Bugünkü “İstanbul sözleşmesi kaldırılacak mı, çekilecek miyiz?” başlıklı köşe yazısında “Sanıyorum, İstanbul Sözleşmesi’nin sorunlu maddeleri ya değiştirilecek ya da bu sözleşmeden çekilecek” diyen Dilipak, “Burada iki hassas nokta var. Çok iyi bir hazırlık yapılması gerekiyor. Sözleşme, sözleşmenin bütün ekleri, raporları, gölge raporları, referansları, atıf yapılan yerler, ilişkilendirilmiş veri kaynakları, dayandığı kavram ve kurumları, kaynak, yöntem ve gaye, kelime kelime okunarak kapsamlı bir çalışma yapılmalıdır ve bunu hukuki, siyasi boyutu ile detaylıca incelemek ve toplumla müzakere ederek birkaç ayda hazırlamak da çok kolay bir hadise değil” ifadelerini kullandı.
“Bakın, madde değil, kelimeler/kavramlar ile bile uğraşmanız gerekecek” diye yazan Dilipak, İstanbul Sözleşmesi’nin fazla konuşulduğunu savunarak, “Çekilelim” dedi.
İstanbul Sözleşmesi için “felaket” benzetmesi yapan Dilipak, durumun sadece siyaset ve yasayla düzeltilecek bir mesele olmadığını belirterek, cami, sivil toplum kuruluşları ve medyaya topyekün seferberlik çağrısı yaptı. “Seferberlikle zaman içinde bu felaketi bertaraf edebiliriz” ifadelerini kullandı.
İstanbul Sözleşmesi’ni “günah keçisi” ilan eden Dilipak’ın yazısındaki ilgili bölüm şöyle:
“Rahmetli nenem öyle derdi: İstenmeyen aş, ya karın ağrıtır ya baş! Bu sözleşme ile fazla yüzgöz olduk. Bu sözleşme artık bir “günah keçisi”.. Bu halının altına çok şey süpürüldü. Niyet de salih değildi. Daha fazla zaman kaybedilirse, konu daha da içinden çıkılmaz bir hale gelebilir. Kaçtığımızı sandığımız şeye doğru koşmuş oluruz. Ben “çekilelim” derim. Biliyorum bu sözleşmeden çekilince her şey düzelmiş olmayacak. Daha mevcut yasada köklü değişiklikler yapmak gerek. Başka sözleşmeler var. Uzun bir sürecin başındayız. Bu süreci daha da uzatacak, kulağa makul gibi gelen işlerden uzak durmak gerek diye düşünüyorum.
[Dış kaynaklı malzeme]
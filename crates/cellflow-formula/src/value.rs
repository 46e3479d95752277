//! Values flowing through a formula graph

use ahash::AHashMap;
use cellflow_core::CellError;
use std::fmt;
use std::sync::Arc;

/// Value held by a graph node
#[derive(Debug, Clone, PartialEq)]
pub enum FormulaValue {
    Number(f64),
    String(String),
    Boolean(bool),
    Error(CellError),
    /// Rows of values; a range reference evaluates to one of these
    Array(Vec<Vec<FormulaValue>>),
    Empty,
    /// The defined-name table, fed to the reference batch node
    Names(NameEnvironment),
}

impl FormulaValue {
    /// Convert to number, if possible
    pub fn as_number(&self) -> Option<f64> {
        match self {
            FormulaValue::Number(n) => Some(*n),
            FormulaValue::Boolean(b) => Some(if *b { 1.0 } else { 0.0 }),
            FormulaValue::String(s) => s.trim().parse().ok(),
            FormulaValue::Empty => Some(0.0),
            FormulaValue::Array(rows) => match rows.as_slice() {
                [row] if row.len() == 1 => row[0].as_number(),
                _ => None,
            },
            _ => None,
        }
    }

    /// Convert to boolean
    pub fn as_bool(&self) -> Option<bool> {
        match self {
            FormulaValue::Boolean(b) => Some(*b),
            FormulaValue::Number(n) => Some(*n != 0.0),
            FormulaValue::Empty => Some(false),
            FormulaValue::String(s) => match s.to_uppercase().as_str() {
                "TRUE" => Some(true),
                "FALSE" => Some(false),
                _ => None,
            },
            _ => None,
        }
    }

    /// Convert to text the way `&` and text functions see it
    pub fn as_string(&self) -> String {
        match self {
            FormulaValue::Number(n) => format_number(*n),
            FormulaValue::String(s) => s.clone(),
            FormulaValue::Boolean(true) => "TRUE".to_string(),
            FormulaValue::Boolean(false) => "FALSE".to_string(),
            FormulaValue::Error(e) => e.to_string(),
            FormulaValue::Empty => String::new(),
            FormulaValue::Array(_) | FormulaValue::Names(_) => CellError::Value.to_string(),
        }
    }

    /// Get the error if this is one
    pub fn get_error(&self) -> Option<CellError> {
        match self {
            FormulaValue::Error(e) => Some(*e),
            _ => None,
        }
    }

    pub fn is_error(&self) -> bool {
        matches!(self, FormulaValue::Error(_))
    }

    /// Canonical result shape: a 1x1 array collapses to its only element
    ///
    /// A name table is never a valid formula result and becomes `#VALUE!`.
    pub fn normalize(self) -> FormulaValue {
        match self {
            FormulaValue::Array(mut rows) if rows.len() == 1 && rows[0].len() == 1 => {
                rows.swap_remove(0).swap_remove(0).normalize()
            }
            FormulaValue::Names(_) => FormulaValue::Error(CellError::Value),
            other => other,
        }
    }

    /// Text a literal of this value is written as in a formula
    pub fn literal_text(&self) -> String {
        match self {
            FormulaValue::String(s) => format!("\"{}\"", s.replace('"', "\"\"")),
            FormulaValue::Array(rows) => {
                let rows: Vec<String> = rows
                    .iter()
                    .map(|row| {
                        row.iter()
                            .map(FormulaValue::literal_text)
                            .collect::<Vec<_>>()
                            .join(",")
                    })
                    .collect();
                format!("{{{}}}", rows.join(";"))
            }
            FormulaValue::Empty => "<empty>".to_string(),
            FormulaValue::Names(_) => "<names>".to_string(),
            other => other.as_string(),
        }
    }
}

/// Format like Excel: integral values print without a fraction
pub(crate) fn format_number(n: f64) -> String {
    if n.fract() == 0.0 && n.abs() < 1e15 {
        format!("{}", n as i64)
    } else {
        format!("{}", n)
    }
}

impl fmt::Display for FormulaValue {
    fn fmt(&self, f: &mut fmt::Formatter<'_>) -> fmt::Result {
        f.write_str(&self.as_string())
    }
}

impl From<f64> for FormulaValue {
    fn from(n: f64) -> Self {
        FormulaValue::Number(n)
    }
}

impl From<i32> for FormulaValue {
    fn from(n: i32) -> Self {
        FormulaValue::Number(n as f64)
    }
}

impl From<bool> for FormulaValue {
    fn from(b: bool) -> Self {
        FormulaValue::Boolean(b)
    }
}

impl From<&str> for FormulaValue {
    fn from(s: &str) -> Self {
        FormulaValue::String(s.to_string())
    }
}

impl From<CellError> for FormulaValue {
    fn from(e: CellError) -> Self {
        FormulaValue::Error(e)
    }
}

impl From<NameEnvironment> for FormulaValue {
    fn from(names: NameEnvironment) -> Self {
        FormulaValue::Names(names)
    }
}

/// Immutable table of defined names, shared between pipeline calls
///
/// Names are case-insensitive; lookups of undefined names give `#NAME?`.
#[derive(Debug, Clone, Default, PartialEq)]
pub struct NameEnvironment {
    names: Arc<AHashMap<String, FormulaValue>>,
}

impl NameEnvironment {
    pub fn builder() -> NameEnvironmentBuilder {
        NameEnvironmentBuilder::default()
    }

    /// Value of a defined name
    pub fn resolve(&self, name: &str) -> FormulaValue {
        self.names
            .get(&name.to_uppercase())
            .cloned()
            .unwrap_or(FormulaValue::Error(CellError::Name))
    }

    pub fn contains(&self, name: &str) -> bool {
        self.names.contains_key(&name.to_uppercase())
    }

    pub fn len(&self) -> usize {
        self.names.len()
    }

    pub fn is_empty(&self) -> bool {
        self.names.is_empty()
    }
}

impl<S: AsRef<str>> FromIterator<(S, FormulaValue)> for NameEnvironment {
    fn from_iter<I: IntoIterator<Item = (S, FormulaValue)>>(iter: I) -> Self {
        iter.into_iter()
            .fold(NameEnvironment::builder(), |b, (name, value)| {
                b.define(name, value)
            })
            .build()
    }
}

/// Collects definitions for a [`NameEnvironment`]
#[derive(Debug, Default)]
pub struct NameEnvironmentBuilder {
    names: AHashMap<String, FormulaValue>,
}

impl NameEnvironmentBuilder {
    /// Define (or redefine) a name
    pub fn define(mut self, name: impl AsRef<str>, value: impl Into<FormulaValue>) -> Self {
        self.names
            .insert(name.as_ref().to_uppercase(), value.into());
        self
    }

    pub fn build(self) -> NameEnvironment {
        NameEnvironment {
            names: Arc::new(self.names),
        }
    }
}

#[cfg(test)]
mod tests {
    use super::*;
    use pretty_assertions::assert_eq;

    #[test]
    fn test_coercions() {
        assert_eq!(FormulaValue::Boolean(true).as_number(), Some(1.0));
        assert_eq!(FormulaValue::String(" 2.5 ".into()).as_number(), Some(2.5));
        assert_eq!(FormulaValue::Empty.as_number(), Some(0.0));
        assert_eq!(FormulaValue::Error(CellError::Na).as_number(), None);
        assert_eq!(FormulaValue::String("false".into()).as_bool(), Some(false));
        assert_eq!(FormulaValue::Number(3.0).as_string(), "3");
        assert_eq!(FormulaValue::Number(0.25).as_string(), "0.25");
    }

    #[test]
    fn test_normalize_collapses_single_cell_arrays() {
        let single = FormulaValue::Array(vec![vec![FormulaValue::Number(7.0)]]);
        assert_eq!(single.normalize(), FormulaValue::Number(7.0));

        let wide = FormulaValue::Array(vec![vec![1.0.into(), 2.0.into()]]);
        assert_eq!(wide.clone().normalize(), wide);

        let names = FormulaValue::Names(NameEnvironment::default());
        assert_eq!(names.normalize(), FormulaValue::Error(CellError::Value));
    }

    #[test]
    fn test_literal_text() {
        assert_eq!(FormulaValue::from("say \"hi\"").literal_text(), "\"say \"\"hi\"\"\"");
        assert_eq!(FormulaValue::Boolean(true).literal_text(), "TRUE");
        assert_eq!(FormulaValue::Error(CellError::Na).literal_text(), "#N/A");
        let arr = FormulaValue::Array(vec![vec![1.0.into(), 2.0.into()], vec![3.0.into(), 4.0.into()]]);
        assert_eq!(arr.literal_text(), "{1,2;3,4}");
    }

    #[test]
    fn test_name_environment_is_case_insensitive() {
        let env = NameEnvironment::builder()
            .define("TaxRate", 0.2)
            .define("label", "net")
            .build();
        assert_eq!(env.len(), 2);
        assert!(env.contains("TAXRATE"));
        assert_eq!(env.resolve("taxrate"), FormulaValue::Number(0.2));
        assert_eq!(env.resolve("missing"), FormulaValue::Error(CellError::Name));
    }
}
Bir hatırlatmada bulunayım: Bu sözleşmeden hemen çekilinmez ise ve hatta değişiklik talebimizi kabul ettiler diyelim, sorun çözülmezse, bu işin müsebbipleri olarak görülecek siyaset, bürokrat ve akademisyenler hedef tahtası olacaktır! Bu iş sadece siyaset ve yasa yoluyla düzeltilecek bir mesele değil. Cami, aile, medya, STK, sermaye, mektep.. topyekûn bir seferberlikle zaman içinde bu felaketi bertaraf edebiliriz.”